Become an informed Catholic. Click here to join the fight.
VATICAN CITY, August 6, 2015 (ChurchMilitant.com) - Pope Francis says civilly divorced and remarried Catholics are living contrary to the marriage sacrament, but are still part of the Church.
The comments were part of his general audience yesterday in Paul VI Hall at the Vatican, where he continued an ongoing series on marriage and family. This week, his specific focus was the increasingly conflict-ridden topic of "divorce and remarriage" — a shorthand for situations in which at least one spouse of a civil marriage has already been sacramentally married before and never had an annulment. This amounts to adultery, as the sacramental marital bond is indissoluble, which means the person in a second union is still married to someone else.

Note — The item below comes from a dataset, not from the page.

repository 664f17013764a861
mod app;
mod state;

pub use app::create_app;
pub use state::AppState;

"Today," the Pope began, "I want to draw our attention to another reality: how to care for those who, after the irreversible failure of the matrimonial bond, have undertaken a new union."
"The Church knows well that these situations contradict the Christian Sacrament," stated the Holy Father. "However," he adds, "her gaze always draws from a mother's heart, which, animated by the Holy Spirit, always looks for the good and the salvation of people."
He went on to clarify their status as Catholics. "These people are not excommunicated," he affirmed.
He in fact repeated the point for emphasis: "They are not excommunicated! And they should never be treated as such. They are always part of the Church." It was this addition that drew the applause of the audience.
He added that the faithful must welcome civilly divorced and remarried Catholics into community life, especially for the sake of any children they may have in the second "marriage."
"As these situations especially affect children, we are aware of a greater urgency to foster a true welcome for these families in our communities."
"How can we encourage these parents to raise their children in the Christian life, to give them an example of Christian faith, if we keep them at arm's length?" the Holy Father asks. He stressed, citing Pope St. John Paul II's Familiaris Consortio, that discernment in individual cases is important, noting a meaningful "difference between one who has endured a separation and one who provoked it."
The topic of divorce and remarriage has been especially prominent since last year's Extraordinary Synod on the Family, where Cdl. Walter Kasper's proposal to allow people in such adulterous unions to receive Communion was debated. The Kasper Proposal, as it has come to be called, remains on the list of subjects to be discussed at this year's upcoming Ordinary Synod.